What is your strength zone?
Everyone has strengths and weaknesses. There are things you love to do and excel in them easily. It may be cooking, teaching, crafting or painting. You may also be artistic, industrious, analytical, or athletic. Rely on these strengths to create content.
For me, my strength zone is teaching, public speaking and writing. I feel comfortable doing any of such.
Likewise, in creating quality content, you need to evaluate your strength zones. List them all on a piece of paper and figure out which one excites you the most. Pick a zone that feels comfortable to you and create content about it to meet a need.
What talents do you have?
The “America Got Talent show” showcases people of all ages and background with various talents. The last episode I watched revealed a young man who produces many instrumental sounds with his voice by switching from drums to violin to piano sounds. With such as incredible talent, he will go unnoticed if he does not create content around his strength zone.
If you are an excellent boxer, start a blog, or a podcast on boxing. If you are a talented bricklayer, create content on how to construct quality buildings.
A talent must not be an exceptional skill. It could be something you can do so well than the average person. In fact, there is something you can do better than fifty percent of the people who surround you daily.
Create content around that skill or talent to help or entertain those who admire such skills or talents.
I believe every human being has a unique gift, talent, or skill. Maybe you are talented in soccer, gifted in music, or skilled in engineering. Whatever it is, identify and evaluate your potentials and lean on them to create content for a hungry audience.
What about job-related skills?
If you have the basic skillset to function in your workplace without being fired, it means you are qualified to be a content creator.

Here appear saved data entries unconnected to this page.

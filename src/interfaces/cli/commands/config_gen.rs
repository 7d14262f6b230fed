//! Generate config command

use std::io::{self, BufRead, Write};
use std::path::Path;

use colored::Colorize;

use crate::config::StaticConfig;
use crate::interfaces::cli::CliError;

const DEFAULT_OUTPUT_PATH: &str = "config.example.toml";

/// Generate example configuration file
pub fn config_generate(output_path: Option<String>, force: bool) -> Result<(), CliError> {
    let path = output_path.unwrap_or_else(|| DEFAULT_OUTPUT_PATH.to_string());

    // 检查文件是否存在，非 --force 模式下交互确认
    if !force && Path::new(&path).exists() && !confirm_overwrite(&path)? {
        println!("{}", "Aborted.".red());
        return Ok(());
    }

    println!(
        "{} {}",
        "Generating configuration file...".yellow(),
        path.blue()
    );

    StaticConfig::default().save_to_file(&path).map_err(|e| {
        CliError::CommandError(format!("Unable to write configuration file: {}", e))
    })?;

    println!(
        "  {} {}",
        "Configuration file generated successfully".green(),
        path.blue()
    );
    println!(
        "  {}",
        "Environment variables (IPGEO__SECTION__KEY) override file values".dimmed()
    );
    Ok(())
}

fn confirm_overwrite(path: &str) -> Result<bool, CliError> {
    print!(
        "{} {} {}",
        "File already exists:".yellow(),
        path.blue(),
        "Overwrite? [y/N] ".yellow()
    );
    io::stdout()
        .flush()
        .map_err(|e| CliError::CommandError(e.to_string()))?;

    let mut input = String::new();
    io::stdin()
        .lock()
        .read_line(&mut input)
        .map_err(|e| CliError::CommandError(e.to_string()))?;
    Ok(input.trim().eq_ignore_ascii_case("y"))
}
//! HTTP API tests
//!
//! Exercises every route through a mock upstream provider.

use std::sync::{Arc, Mutex};

use actix_web::http::StatusCode;
use actix_web::test::{self, TestRequest};
use async_trait::async_trait;
use serde_json::{Value, json};

use ipgeo::api::app::CACHE_CONTROL_VALUE;
use ipgeo::api::build_app;
use ipgeo::config::ApiConfig;
use ipgeo::errors::{GatewayError, Result};
use ipgeo::services::{LookupGateway, LookupProvider, RawProviderResponse};

// =============================================================================
// Test Setup
// =============================================================================

/// Mock provider with canned responses
struct MockProvider {
    self_ip: Result<String>,
    info: Result<Value>,
    /// `fetch_info` 收到的 ip 参数
    info_requests: Mutex<Vec<String>>,
}

impl MockProvider {
    fn new(self_ip: Result<String>, info: Result<Value>) -> Arc<Self> {
        Arc::new(Self {
            self_ip,
            info,
            info_requests: Mutex::new(Vec::new()),
        })
    }

    fn info_requests(&self) -> Vec<String> {
        self.info_requests.lock().unwrap().clone()
    }
}

#[async_trait]
impl LookupProvider for MockProvider {
    async fn fetch_self_ip(&self) -> Result<String> {
        self.self_ip.clone()
    }

    async fn fetch_info(&self, ip: &str) -> Result<RawProviderResponse> {
        self.info_requests.lock().unwrap().push(ip.to_string());
        match &self.info {
            Ok(Value::Object(map)) => Ok(map.clone()),
            Ok(_) => Err(GatewayError::upstream_malformed_body("not an object")),
            Err(e) => Err(e.clone()),
        }
    }

    fn name(&self) -> &'static str {
        "mock"
    }
}

fn berlin() -> Value {
    json!({
        "ip": "203.0.113.7",
        "city": "Berlin",
        "country": "Germany",
        "asn": "AS64500"
    })
}

macro_rules! init_app {
    ($provider:expr) => {
        init_app!($provider, ApiConfig::default())
    };
    ($provider:expr, $api:expr) => {
        test::init_service(build_app(LookupGateway::new($provider), $api)).await
    };
}

// =============================================================================
// Static routes
// =============================================================================

#[actix_rt::test]
async fn test_root_lists_endpoints() {
    let app = init_app!(MockProvider::new(Ok("1.1.1.1".into()), Ok(berlin())));

    let req = TestRequest::get().uri("/").to_request();
    let resp = test::call_service(&app, req).await;
    assert_eq!(resp.status(), StatusCode::OK);

    let body: Value = test::read_body_json(resp).await;
    assert!(body["message"].as_str().unwrap().contains("/help"));
    let endpoints = body["endpoints"].as_array().unwrap();
    assert!(endpoints.contains(&json!("/ip")));
    assert!(endpoints.contains(&json!("/geo")));
}

#[actix_rt::test]
async fn test_help_routes() {
    let app = init_app!(MockProvider::new(Ok("1.1.1.1".into()), Ok(berlin())));

    let req = TestRequest::get().uri("/help").to_request();
    let resp = test::call_service(&app, req).await;
    assert_eq!(resp.status(), StatusCode::OK);

    let body: Value = test::read_body_json(resp).await;
    let help = body.as_object().unwrap();
    for key in ["/", "/ip", "/geo", "/help"] {
        let description = help[key].as_str().unwrap();
        assert!(!description.is_empty(), "{} has empty description", key);
    }
    let optional = ["/docs", "/redoc", "/all"];
    assert!(
        help.keys()
            .all(|k| ["/", "/ip", "/geo", "/help"].contains(&k.as_str())
                || optional.contains(&k.as_str()))
    );
}

#[actix_rt::test]
async fn test_unknown_path_is_404_json() {
    let app = init_app!(MockProvider::new(Ok("1.1.1.1".into()), Ok(berlin())));

    let req = TestRequest::get().uri("/nope").to_request();
    let resp = test::call_service(&app, req).await;
    assert_eq!(resp.status(), StatusCode::NOT_FOUND);

    let body: Value = test::read_body_json(resp).await;
    assert_eq!(body, json!({ "error": "Not Found" }));
}

#[actix_rt::test]
async fn test_request_id_header() {
    let app = init_app!(MockProvider::new(Ok("1.1.1.1".into()), Ok(berlin())));

    let req = TestRequest::get().uri("/help").to_request();
    let resp = test::call_service(&app, req).await;
    let generated = resp.headers().get("x-request-id").unwrap().to_str().unwrap();
    assert_eq!(generated.len(), 36);

    let req = TestRequest::get()
        .uri("/help")
        .insert_header(("X-Request-ID", "trace-abc-123"))
        .to_request();
    let resp = test::call_service(&app, req).await;
    assert_eq!(resp.headers().get("x-request-id").unwrap(), "trace-abc-123");
}

#[actix_rt::test]
async fn test_default_headers_on_every_response() {
    let failing = init_app!(MockProvider::new(
        Err(GatewayError::upstream_unreachable("connection refused")),
        Ok(berlin())
    ));
    let healthy = init_app!(MockProvider::new(Ok("203.0.113.7".into()), Ok(berlin())));

    let cases = [
        (&healthy, "/geo", StatusCode::OK),
        (&failing, "/ip", StatusCode::INTERNAL_SERVER_ERROR),
        (&healthy, "/nope", StatusCode::NOT_FOUND),
    ];
    for (app, uri, status) in cases {
        let req = TestRequest::get().uri(uri).to_request();
        let resp = test::call_service(app, req).await;
        assert_eq!(resp.status(), status, "{}", uri);

        let headers = resp.headers();
        assert_eq!(
            headers.get("cache-control").unwrap(),
            CACHE_CONTROL_VALUE,
            "{}",
            uri
        );
        assert!(headers.contains_key("x-request-id"), "{}", uri);
    }
}

// =============================================================================
// /ip
// =============================================================================

#[actix_rt::test]
async fn test_ip_success() {
    let app = init_app!(MockProvider::new(Ok("203.0.113.7".into()), Ok(berlin())));

    let req = TestRequest::get().uri("/ip").to_request();
    let resp = test::call_service(&app, req).await;
    assert_eq!(resp.status(), StatusCode::OK);

    let body: Value = test::read_body_json(resp).await;
    assert_eq!(body, json!({ "ip": "203.0.113.7" }));
}

#[actix_rt::test]
async fn test_ip_failure_is_500() {
    let app = init_app!(MockProvider::new(
        Err(GatewayError::upstream_unreachable("connection refused")),
        Ok(berlin())
    ));

    let req = TestRequest::get().uri("/ip").to_request();
    let resp = test::call_service(&app, req).await;
    assert_eq!(resp.status(), StatusCode::INTERNAL_SERVER_ERROR);

    let body: Value = test::read_body_json(resp).await;
    let error = body["error"].as_str().unwrap();
    assert!(error.contains("Error occurred:"));
    assert!(error.contains("connection refused"));
}

// =============================================================================
// /geo
// =============================================================================

#[actix_rt::test]
async fn test_geo_fills_missing_fields() {
    let provider = MockProvider::new(Ok("203.0.113.7".into()), Ok(berlin()));
    let app = init_app!(provider.clone());

    let req = TestRequest::get().uri("/geo").to_request();
    let resp = test::call_service(&app, req).await;
    assert_eq!(resp.status(), StatusCode::OK);

    let body: Value = test::read_body_json(resp).await;
    assert_eq!(
        body,
        json!({
            "ip": "203.0.113.7",
            "city": "Berlin",
            "country": "Germany",
            "latitude": "",
            "longitude": ""
        })
    );
    // 地理位置查询使用刚解析出的本机 IP
    assert_eq!(provider.info_requests(), vec!["203.0.113.7".to_string()]);
}

#[actix_rt::test]
async fn test_geo_ip_failure_skips_info_lookup() {
    let provider = MockProvider::new(
        Err(GatewayError::upstream_bad_status("HTTP 503")),
        Ok(berlin()),
    );
    let app = init_app!(provider.clone());

    let req = TestRequest::get().uri("/geo").to_request();
    let resp = test::call_service(&app, req).await;
    assert_eq!(resp.status(), StatusCode::INTERNAL_SERVER_ERROR);

    let body: Value = test::read_body_json(resp).await;
    assert!(body["error"].as_str().unwrap().contains("HTTP 503"));
    assert!(provider.info_requests().is_empty());
}

#[actix_rt::test]
async fn test_geo_info_failure_is_500() {
    let app = init_app!(MockProvider::new(
        Ok("1.2.3.4".into()),
        Err(GatewayError::upstream_unreachable("dns error: no such host"))
    ));

    let req = TestRequest::get().uri("/geo").to_request();
    let resp = test::call_service(&app, req).await;
    assert_eq!(resp.status(), StatusCode::INTERNAL_SERVER_ERROR);

    let body: Value = test::read_body_json(resp).await;
    let error = body["error"].as_str().unwrap();
    assert!(error.starts_with("Error occurred while fetching geolocation:"));
    assert!(error.contains("no such host"));
}

#[actix_rt::test]
async fn test_geo_is_deterministic() {
    let app = init_app!(MockProvider::new(Ok("203.0.113.7".into()), Ok(berlin())));

    let mut bodies = Vec::new();
    for _ in 0..2 {
        let req = TestRequest::get().uri("/geo").to_request();
        let resp = test::call_service(&app, req).await;
        let body: Value = test::read_body_json(resp).await;
        bodies.push(body);
    }
    assert_eq!(bodies[0], bodies[1]);
}

// =============================================================================
// /all
// =============================================================================

#[actix_rt::test]
async fn test_all_passes_through_raw_json() {
    let provider = MockProvider::new(Ok("unused".into()), Ok(berlin()));
    let app = init_app!(provider.clone());

    let req = TestRequest::get().uri("/all?ip=8.8.8.8").to_request();
    let resp = test::call_service(&app, req).await;
    assert_eq!(resp.status(), StatusCode::OK);

    let body: Value = test::read_body_json(resp).await;
    assert_eq!(body, berlin());
    assert_eq!(provider.info_requests(), vec!["8.8.8.8".to_string()]);
}

#[actix_rt::test]
async fn test_all_keeps_upstream_key_order() {
    let provider = MockProvider::new(
        Ok("unused".into()),
        Ok(serde_json::from_str(r#"{"ip":"1.1.1.1","country":"DE","asn":"AS1"}"#).unwrap()),
    );
    let app = init_app!(provider);

    let req = TestRequest::get().uri("/all?ip=1.1.1.1").to_request();
    let resp = test::call_service(&app, req).await;
    assert_eq!(resp.status(), StatusCode::OK);

    let body = test::read_body(resp).await;
    assert_eq!(
        std::str::from_utf8(&body).unwrap(),
        r#"{"ip":"1.1.1.1","country":"DE","asn":"AS1"}"#
    );
}

#[actix_rt::test]
async fn test_all_repeated_ip_uses_last_value() {
    let provider = MockProvider::new(Ok("unused".into()), Ok(berlin()));
    let app = init_app!(provider.clone());

    let req = TestRequest::get().uri("/all?ip=a&ip=b").to_request();
    let resp = test::call_service(&app, req).await;
    assert_eq!(resp.status(), StatusCode::OK);
    assert_eq!(provider.info_requests(), vec!["b".to_string()]);
}

#[actix_rt::test]
async fn test_all_defaults_to_empty_ip() {
    let provider = MockProvider::new(Ok("unused".into()), Ok(berlin()));
    let app = init_app!(provider.clone());

    let req = TestRequest::get().uri("/all").to_request();
    let resp = test::call_service(&app, req).await;
    assert_eq!(resp.status(), StatusCode::OK);
    assert_eq!(provider.info_requests(), vec![String::new()]);
}

#[actix_rt::test]
async fn test_all_failure_is_200_by_default() {
    let app = init_app!(MockProvider::new(
        Ok("unused".into()),
        Err(GatewayError::upstream_bad_status("HTTP 429"))
    ));

    let req = TestRequest::get().uri("/all?ip=1.2.3.4").to_request();
    let resp = test::call_service(&app, req).await;
    assert_eq!(resp.status(), StatusCode::OK);

    let body: Value = test::read_body_json(resp).await;
    let error = body["error"].as_str().unwrap();
    assert!(error.starts_with("Error occurred while fetching data from server:"));
    assert!(error.contains("HTTP 429"));
}

#[actix_rt::test]
async fn test_all_failure_can_be_500() {
    let app = init_app!(
        MockProvider::new(
            Ok("unused".into()),
            Err(GatewayError::upstream_bad_status("HTTP 429"))
        ),
        ApiConfig {
            all_errors_as_500: true
        }
    );

    let req = TestRequest::get().uri("/all").to_request();
    let resp = test::call_service(&app, req).await;
    assert_eq!(resp.status(), StatusCode::INTERNAL_SERVER_ERROR);
}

As a teacher, it serves me enormous time to write a blog on something I experience or practice daily. Any task or skill I perform in my daily routine is an opportunity to create content about it. My successes, challenges, failures and strategies are all content creation opportunities.
I have a friend who is a land surveyor consultant with the Cameroon Baptist Convention. He oversees landed properties for all Baptist churches in Cameroon hence, he has a wealth of experience on this subject in the Cameroon context. Besides this, he writes interesting posts on Facebook on topics unrelated to his job skills.
I once said to him, “each time I come to you for advice on how to secure a land title or to follow up land documents, you dish out lots of quality information in our discussions. Why not start a blog, write a book, or create content related to land acquisition and investigation? If you start a YouTube channel that addresses such concerns, I would be the first to subscribe. Many Cameroonians living in big cities probably have similar issues with securing legal documents for a piece of land. They need someone like you to give them advice.”
Likewise, many of us have skills related to our job but scarcely use them to educate those who enjoy what we do or need our help. Content creation is an opportunity to transfer your skills to those in need, and if possible, make money for being generous with your skills.
What is your job skill-set? Use those skills to create content for generations to come. If you are a physician, create content on health issues. If you are a civil engineer, create content on building constructions. And so on.
Time is not the problem. The problem is you. Start creating content today and all other things will fall in place by default.